のちにN響の人から、父経秋が喜んでいたという話を聞いた。二年前に兄が、今僕が、三年後に弟が東大に入ったので、さぞ歓喜していたのであろう。想像に難くない。
自分を追い込むことで、進歩、成長、発展が生まれるのを実感出来た。若者は適した追い込みで伸びるのである。いいコーチ、リーダーはその選手に最適の追い込みが出来る人物なのであろう。のちに私立大学の教員になった。一流国立大の受験に失敗した学生も居た。伸びしろが大きかっただけにやりがいがあった。
当時身体検査でキンケンというのがあった。医者が男子のいちもつを握り、性病などを発見するのである。結核などの検査も厳格に行われていた。多分の軍隊式の名残ではないか。合格取り消しなどの噂もあったが、何事も起こらなかった。

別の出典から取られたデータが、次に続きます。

//! A streaming decoder for WebAssembly modules in the binary format.
//!
//! This library implements the binary format of the WebAssembly MVP [specification]. Instead
//! of building a module in memory, the decoder validates the header, walks the sections in
//! wire order and pushes every record it reads into a [`Visitor`]. Function bodies are handed
//! over with their locals decoded and their instructions left as a bounded cursor, which the
//! visitor may decode through [`FunctionBody::instructions`] or skip.
//!
//! The main entry points are [`decode()`], for driving a visitor, and [`decode_module()`], for
//! an owned [`Module`].
//!
//! ```
//! use wavisit::visitor::SectionSizes;
//!
//! // header + an empty type section
//! let bytes = [0x00, 0x61, 0x73, 0x6D, 0x01, 0x00, 0x00, 0x00, 0x01, 0x01, 0x00];
//! let mut sizes = SectionSizes::new();
//! wavisit::decode(&bytes, &mut sizes)?;
//! assert_eq!(sizes.sections.len(), 1);
//! # Ok::<(), wavisit::DecodeError>(())
//! ```
//!
//! [specification]: https://www.w3.org/TR/wasm-core-1/
#![forbid(unsafe_code)]

pub mod core;
pub mod decode;
pub mod visitor;

pub use crate::core::{FunctionBody, Module, Section, SectionKind};
pub use crate::decode::{
    DecodeError, Decoder, DecoderConfig, ErrorKind, Reader, decode, decode_module,
};
pub use crate::visitor::{NoOpVisitor, Visitor};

駒場では理科Ⅱ類5Bというクラスに属した。総勢六十名、女子が二名であったが、一年先の何人かの学生が留年して、我々のクラスに入ってきた。クラスは第二外国語の専攻で分類されて何人かがおり、我々のクラスはドイツ語専攻であった。
入学時に足が速いのでラグビー部に誘われた。千五百m走ではクラスでは陸上部の関肇君の次に速かった。百mを十二・八秒の記録であった。テニス部へ入りたかったので、断った。
ドイツ語の安藤先生には、昔の髭文字を使用することを強いられ、一生懸命覚えた。安藤先生の母堂が安藤コウコ先生という東京音楽学校(今の芸大)の有名な先生であり、筆者の父経秋も指導を受けている。親子二代にわたって指導して頂く機縁を感じた。
「大学の青春駒場」の著者である山下肇先生、数学の矢野健太郎先生など高い人気の先生には受講生が多かった。通学生、寮生(駒場寮、三鷹寮)の混成であるので、話題も変化に富んでいた。東大合格者の多い、日比谷、西、灘、開成、麻布、私立武蔵、ラサール高校では歓迎コンパが盛んであった。『太陽の季節』が読まれた、石原慎太郎・裕次郎の頃であった。
その他旧制第一高等学校時代の先生も残っておられ、駒場学生寮とともに、「ああ玉杯に花受けて」の雰囲気が残っていた。日本全国からの友人達に囲まれ、厳しい長い受験生活から解き放されて、酒、タバコも許される年齢となり、楽しく懐かしい青春を謳歌した時代であった。